Pubs, bars, restaurants, sports clubs, nightclubs all have a responsibility that comes with their on-license to provide a safe drinking environment and promote and ensure responsible consumption of alcohol. Supermarkets and liquor stores have no such responsibilities with their off-licenses. On-license premises also offer entertainment and social interactions. Off-licenses do not.
The pricing of alcohol in New Zealand provides incentive for off-license drinking without any host responsibility before going out to enjoy the entertainment and sociability at the on-license premises, at the cost of those on-license establishments.
Some ideas I have thought up:
- Differentiate taxing for on-license and off-license alcohol sales. Pushing up off-license prices would erode the incentive for pre drinking, meaning more people go to on-license premises more sober. This in turn would have the effect of increasing revenue of on-license premises, making them less reliant on pushing boundaries of selling to nearly or already intoxicated patrons (after all - that is a significant part of many businesses). This would involve taking on the 'big alcohol' lobbyists of supermarkets and liquor store chains.
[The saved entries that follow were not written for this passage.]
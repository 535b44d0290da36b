//! Acquisition metrics.
//!
//! Lock-free counters and a latency histogram owned per controller
//! instance. The pull loop times every `work` call into
//! [`SnifferMetrics::work_latency_us`]; the synchronizer counts PSS
//! candidates on the same handle. Timing never feeds back into control
//! flow — it exists for operators.

use std::sync::atomic::{AtomicU64, Ordering};

/// A monotonically increasing atomic counter.
#[derive(Debug, Default)]
pub struct Counter {
    value: AtomicU64,
}

impl Counter {
    pub fn new() -> Self {
        Self::default()
    }

    /// Increment by 1.
    #[inline]
    pub fn inc(&self) {
        self.value.fetch_add(1, Ordering::Relaxed);
    }

    /// Increment by `n`.
    #[inline]
    pub fn inc_by(&self, n: u64) {
        self.value.fetch_add(n, Ordering::Relaxed);
    }

    /// Current value.
    #[inline]
    pub fn get(&self) -> u64 {
        self.value.load(Ordering::Relaxed)
    }

    /// Reset to zero.
    #[inline]
    pub fn reset(&self) {
        self.value.store(0, Ordering::Relaxed);
    }
}

/// Fixed-bucket histogram for latency observations.
#[derive(Debug)]
pub struct Histogram {
    /// Upper bucket boundaries; one overflow bucket follows the last.
    boundaries: Vec<f64>,
    buckets: Vec<AtomicU64>,
    /// Sum of observations, stored in thousandths for atomic addition.
    sum_milli: AtomicU64,
    count: AtomicU64,
}

impl Histogram {
    /// Create a histogram with custom boundaries.
    pub fn new(boundaries: Vec<f64>) -> Self {
        let buckets = (0..boundaries.len() + 1).map(|_| AtomicU64::new(0)).collect();
        Self {
            boundaries,
            buckets,
            sum_milli: AtomicU64::new(0),
            count: AtomicU64::new(0),
        }
    }

    /// Buckets sized for microsecond pull latencies: a file pull is tens
    /// of microseconds, a radio pull is up to one chunk period (8 ms).
    pub fn pull_latency_us() -> Self {
        Self::new(vec![
            10.0, 50.0, 100.0, 500.0, 1_000.0, 2_000.0, 4_000.0, 8_000.0, 16_000.0, 50_000.0,
        ])
    }

    /// Record one observation.
    pub fn observe(&self, value: f64) {
        let idx = self
            .boundaries
            .iter()
            .position(|&b| value < b)
            .unwrap_or(self.boundaries.len());
        self.buckets[idx].fetch_add(1, Ordering::Relaxed);
        self.sum_milli
            .fetch_add((value * 1000.0) as u64, Ordering::Relaxed);
        self.count.fetch_add(1, Ordering::Relaxed);
    }

    /// Number of observations.
    #[inline]
    pub fn count(&self) -> u64 {
        self.count.load(Ordering::Relaxed)
    }

    /// Sum of observations.
    #[inline]
    pub fn sum(&self) -> f64 {
        self.sum_milli.load(Ordering::Relaxed) as f64 / 1000.0
    }

    /// Per-bucket counts, overflow bucket last.
    pub fn bucket_counts(&self) -> Vec<u64> {
        self.buckets
            .iter()
            .map(|b| b.load(Ordering::Relaxed))
            .collect()
    }

    /// Bucket boundaries.
    pub fn boundaries(&self) -> &[f64] {
        &self.boundaries
    }
}

impl Default for Histogram {
    fn default() -> Self {
        Self::pull_latency_us()
    }
}

/// Metrics for one acquisition controller instance.
#[derive(Debug, Default)]
pub struct SnifferMetrics {
    /// Chunks pulled from the source.
    pub chunks_pulled: Counter,
    /// Samples requested across all pulls.
    pub samples_requested: Counter,
    /// PSS candidates reported by the synchronizer.
    pub sync_detections: Counter,
    /// Pulls that failed with a source error.
    pub source_errors: Counter,
    /// End-of-stream signals observed.
    pub stream_ends: Counter,
    /// Per-pull duration in microseconds.
    pub work_latency_us: Histogram,
}

impl SnifferMetrics {
    pub fn new() -> Self {
        Self::default()
    }

    /// Snapshot every metric at once.
    pub fn snapshot(&self) -> MetricsSnapshot {
        MetricsSnapshot {
            chunks_pulled: self.chunks_pulled.get(),
            samples_requested: self.samples_requested.get(),
            sync_detections: self.sync_detections.get(),
            source_errors: self.source_errors.get(),
            stream_ends: self.stream_ends.get(),
            work_latency_count: self.work_latency_us.count(),
            work_latency_sum_us: self.work_latency_us.sum(),
        }
    }

    /// Reset all counters (histogram contents are kept).
    pub fn reset(&self) {
        self.chunks_pulled.reset();
        self.samples_requested.reset();
        self.sync_detections.reset();
        self.source_errors.reset();
        self.stream_ends.reset();
    }
}

/// Point-in-time copy of [`SnifferMetrics`].
#[derive(Debug, Clone, Copy, PartialEq)]
pub struct MetricsSnapshot {
    pub chunks_pulled: u64,
    pub samples_requested: u64,
    pub sync_detections: u64,
    pub source_errors: u64,
    pub stream_ends: u64,
    pub work_latency_count: u64,
    pub work_latency_sum_us: f64,
}

impl MetricsSnapshot {
    /// Mean pull duration in microseconds.
    pub fn avg_work_latency_us(&self) -> f64 {
        if self.work_latency_count == 0 {
            0.0
        } else {
            self.work_latency_sum_us / self.work_latency_count as f64
        }
    }
}
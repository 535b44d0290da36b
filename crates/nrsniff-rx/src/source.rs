//! The sample source contract.
//!
//! Both source variants — live radio and recorded capture — expose one
//! pull interface so the acquisition loop never branches on where samples
//! come from:
//!
//! - `connect` wires the source's output to a downstream sink, once;
//! - `work(n)` synchronously delivers `n` samples into that sink and only
//!   then returns;
//! - `set_on_end` installs the callback fired when the source determines
//!   no more samples will ever be available.
//!
//! File sources invoke the callback on the same call stack as `work`.
//! A radio driver with an internal capture thread may invoke it from that
//! thread, which is why the callback must be `Send` and why the
//! controller keeps its run flag atomic.

use nrsniff_core::sink::SampleSink;

/// Result type for source operations.
pub type SourceResult<T> = Result<T, SourceError>;

/// Errors surfaced by sample sources.
#[derive(Debug, thiserror::Error)]
pub enum SourceError {
    #[error("device not found: {0}")]
    DeviceNotFound(String),

    #[error("driver unavailable: {0}")]
    DriverUnavailable(String),

    #[error("configuration error: {0}")]
    Config(String),

    #[error("hardware error: {0}")]
    Hardware(String),

    #[error("i/o error: {0}")]
    Io(#[from] std::io::Error),

    #[error("source has no connected sink")]
    NotConnected,
}

/// Callback fired on end of stream.
pub type EndCallback = Box<dyn FnMut() + Send>;

/// A pull-driven producer of I/Q samples.
pub trait SampleSource: Send {
    /// Wire the output to a downstream consumer. Called once, before the
    /// first `work`.
    fn connect(&mut self, sink: Box<dyn SampleSink>);

    /// Install the end-of-stream callback.
    fn set_on_end(&mut self, callback: EndCallback);

    /// Deliver `num_samples` samples into the connected sink, returning
    /// once delivery is complete. Mid-stream failures surface here; a
    /// graceful end of stream fires the callback instead and returns
    /// `Ok`.
    fn work(&mut self, num_samples: usize) -> SourceResult<()>;

    /// Sample rate of the stream in Hz.
    fn sample_rate(&self) -> u64;
}
//! SSB synchronization stage.
//!
//! The syncer is the sink the acquisition controller wires its source to.
//! Each incoming chunk is halfband-decimated from the capture rate down
//! to the bandwidth-part rate, then matched-filtered against the three
//! PSS replicas (N_ID(2) = 0, 1, 2). Candidate detections are logged,
//! counted and kept in a short history for inspection; SSS confirmation
//! and PBCH decoding happen downstream and are not this stage's job.
//!
//! ## Example
//!
//! ```rust
//! use nrsniff_core::bandwidth_part::BandwidthPart;
//! use nrsniff_core::params::{SSB_BASE_RATE, SSB_SUBCARRIERS};
//! use nrsniff_core::phy::Phy;
//! use nrsniff_core::syncer::Syncer;
//!
//! let mut phy = Phy::new();
//! phy.attach_ssb_bwp(BandwidthPart::new(SSB_BASE_RATE, 0, SSB_SUBCARRIERS).unwrap());
//!
//! // 30.72 Msps capture decimates by 8 down to the 3.84 MHz grid.
//! let syncer = Syncer::new(30_720_000, &phy).unwrap();
//! assert_eq!(syncer.decimation_factor(), 8);
//! ```

use std::collections::VecDeque;
use std::sync::Arc;

use tracing::{debug, info};

use crate::bandwidth_part::BandwidthPart;
use crate::correlator::SyncCorrelator;
use crate::halfband::DecimationChain;
use crate::observe::metrics::SnifferMetrics;
use crate::phy::Phy;
use crate::pss;
use crate::sink::SampleSink;
use crate::types::{IQSample, PhyError, PhyResult};

/// Default normalized-correlation threshold for PSS candidates.
const DEFAULT_PSS_THRESHOLD: f64 = 0.8;

/// Detections kept for inspection before old ones are discarded.
const DETECTION_HISTORY: usize = 64;

/// One PSS candidate found in the stream.
#[derive(Debug, Clone, Copy, PartialEq)]
pub struct SsbDetection {
    /// Cell identity hypothesis N_ID(2).
    pub nid2: u8,
    /// Sample index at the bandwidth-part rate.
    pub index: u64,
    /// Normalized correlation magnitude.
    pub correlation: f64,
}

/// Decimate-and-correlate synchronization stage.
pub struct Syncer {
    sample_rate: u64,
    bwp: BandwidthPart,
    chain: DecimationChain,
    correlators: Vec<(u8, SyncCorrelator)>,
    recent: VecDeque<SsbDetection>,
    total_detections: u64,
    metrics: Option<Arc<SnifferMetrics>>,
}

impl Syncer {
    /// Build a syncer for a capture at `sample_rate`, using the bandwidth
    /// part attached to `phy`.
    ///
    /// The capture rate must be a power-of-two multiple of the grid rate
    /// so the halfband chain can bridge them.
    pub fn new(sample_rate: u64, phy: &Phy) -> PhyResult<Self> {
        Self::with_threshold(sample_rate, phy, DEFAULT_PSS_THRESHOLD)
    }

    /// Like [`Syncer::new`] with an explicit detection threshold.
    pub fn with_threshold(sample_rate: u64, phy: &Phy, threshold: f64) -> PhyResult<Self> {
        let bwp = *phy.require_ssb_bwp()?;
        if sample_rate == 0 {
            return Err(PhyError::InvalidSampleRate(sample_rate));
        }
        let grid_rate = bwp.sample_rate();
        if sample_rate % grid_rate != 0 {
            return Err(PhyError::RateMismatch {
                input: sample_rate,
                bwp: grid_rate,
            });
        }
        let factor = sample_rate / grid_rate;
        let chain = DecimationChain::new(factor).map_err(|_| PhyError::RateMismatch {
            input: sample_rate,
            bwp: grid_rate,
        })?;

        let mut correlators = Vec::with_capacity(3);
        for nid2 in 0..3u8 {
            let replica = pss::time_replica(nid2, bwp.fft_size())?;
            correlators.push((nid2, SyncCorrelator::new(&replica, threshold)));
        }

        debug!(
            sample_rate,
            grid_rate,
            factor,
            fft_size = bwp.fft_size(),
            "syncer ready"
        );

        Ok(Self {
            sample_rate,
            bwp,
            chain,
            correlators,
            recent: VecDeque::with_capacity(DETECTION_HISTORY),
            total_detections: 0,
            metrics: None,
        })
    }

    /// Attach a metrics handle; detections will be counted on it.
    pub fn with_metrics(mut self, metrics: Arc<SnifferMetrics>) -> Self {
        self.metrics = Some(metrics);
        self
    }

    /// Capture sample rate this syncer expects.
    pub fn sample_rate(&self) -> u64 {
        self.sample_rate
    }

    /// The grid the search operates on.
    pub fn bandwidth_part(&self) -> &BandwidthPart {
        &self.bwp
    }

    /// Capture-rate to grid-rate decimation factor.
    pub fn decimation_factor(&self) -> u64 {
        self.chain.factor()
    }

    /// Total PSS candidates seen since construction.
    pub fn total_detections(&self) -> u64 {
        self.total_detections
    }

    /// The most recent detections, oldest first.
    pub fn recent_detections(&self) -> Vec<SsbDetection> {
        self.recent.iter().copied().collect()
    }

    fn record(&mut self, detection: SsbDetection) {
        info!(
            nid2 = detection.nid2,
            index = detection.index,
            correlation = detection.correlation,
            "PSS candidate"
        );
        self.total_detections += 1;
        if let Some(metrics) = &self.metrics {
            metrics.sync_detections.inc();
        }
        if self.recent.len() == DETECTION_HISTORY {
            self.recent.pop_front();
        }
        self.recent.push_back(detection);
    }
}

impl SampleSink for Syncer {
    fn process(&mut self, samples: &[IQSample]) {
        let decimated = self.chain.process(samples);
        let mut found = Vec::new();
        for (nid2, correlator) in self.correlators.iter_mut() {
            for peak in correlator.process(&decimated) {
                found.push(SsbDetection {
                    nid2: *nid2,
                    index: peak.index,
                    correlation: peak.correlation,
                });
            }
        }
        for detection in found {
            self.record(detection);
        }
    }
}

#[cfg(test)]
mod tests {
    use super::*;
    use crate::params::{SSB_BASE_RATE, SSB_SUBCARRIERS};
    use num_complex::Complex64;

    fn phy_with_ssb_grid() -> Phy {
        let mut phy = Phy::new();
        phy.attach_ssb_bwp(BandwidthPart::new(SSB_BASE_RATE, 0, SSB_SUBCARRIERS).unwrap());
        phy
    }

    #[test]
    fn test_requires_bandwidth_part() {
        let phy = Phy::new();
        assert!(matches!(
            Syncer::new(SSB_BASE_RATE, &phy),
            Err(PhyError::MissingBandwidthPart)
        ));
    }

    #[test]
    fn test_rejects_incompatible_rates() {
        let phy = phy_with_ssb_grid();
        // Not a multiple of the grid rate.
        assert!(matches!(
            Syncer::new(5_000_000, &phy),
            Err(PhyError::RateMismatch { .. })
        ));
        // A multiple, but not a power of two.
        assert!(matches!(
            Syncer::new(3 * SSB_BASE_RATE, &phy),
            Err(PhyError::RateMismatch { .. })
        ));
    }

    #[test]
    fn test_decimation_factor() {
        let phy = phy_with_ssb_grid();
        assert_eq!(Syncer::new(SSB_BASE_RATE, &phy).unwrap().decimation_factor(), 1);
        assert_eq!(
            Syncer::new(8 * SSB_BASE_RATE, &phy).unwrap().decimation_factor(),
            8
        );
    }

    #[test]
    fn test_detects_embedded_pss() {
        let phy = phy_with_ssb_grid();
        // Capture already at the grid rate: the chain passes through and
        // the replica arrives at the correlator unchanged.
        let mut syncer = Syncer::with_threshold(SSB_BASE_RATE, &phy, 0.9).unwrap();

        let replica = pss::time_replica(1, 256).unwrap();
        let mut signal = vec![Complex64::new(0.0, 0.0); 300];
        signal.extend_from_slice(&replica);
        signal.extend(vec![Complex64::new(0.0, 0.0); 300]);

        syncer.process(&signal);

        assert_eq!(syncer.total_detections(), 1);
        let detections = syncer.recent_detections();
        assert_eq!(detections[0].nid2, 1);
        assert_eq!(detections[0].index, 300);
        assert!(detections[0].correlation > 0.99);
    }

    #[test]
    fn test_silence_yields_nothing() {
        let phy = phy_with_ssb_grid();
        let mut syncer = Syncer::new(SSB_BASE_RATE, &phy).unwrap();
        syncer.process(&vec![Complex64::new(0.0, 0.0); 4096]);
        assert_eq!(syncer.total_detections(), 0);
        assert!(syncer.recent_detections().is_empty());
    }

    #[test]
    fn test_metrics_hook_counts_detections() {
        let phy = phy_with_ssb_grid();
        let metrics = Arc::new(SnifferMetrics::new());
        let mut syncer = Syncer::with_threshold(SSB_BASE_RATE, &phy, 0.9)
            .unwrap()
            .with_metrics(metrics.clone());

        let replica = pss::time_replica(0, 256).unwrap();
        let mut signal = vec![Complex64::new(0.0, 0.0); 256];
        signal.extend_from_slice(&replica);
        signal.extend(vec![Complex64::new(0.0, 0.0); 256]);
        syncer.process(&signal);

        assert_eq!(metrics.sync_detections.get(), 1);
    }
}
- Offer incentives for 'good behaviour' of bars so they are not required to push the boundaries so much by being forced to sell alcohol to nearly or already intoxicated patrons. Tax breaks, rates rebates, cash grants, whatever. We spend taxpayer money on sporting events (America's Cup $5 million today), pieces of art ($800k for Antony Gormley statues in 2015), why not for entertainment of a different type?
If correctly manage to shift our culture, there is opportunity to harness the benefits of the culture around alcohol while reducing the harm. The decision must be made if this is worth the effort, or if we are happy to remove both the costs AND the benefits with our current approach.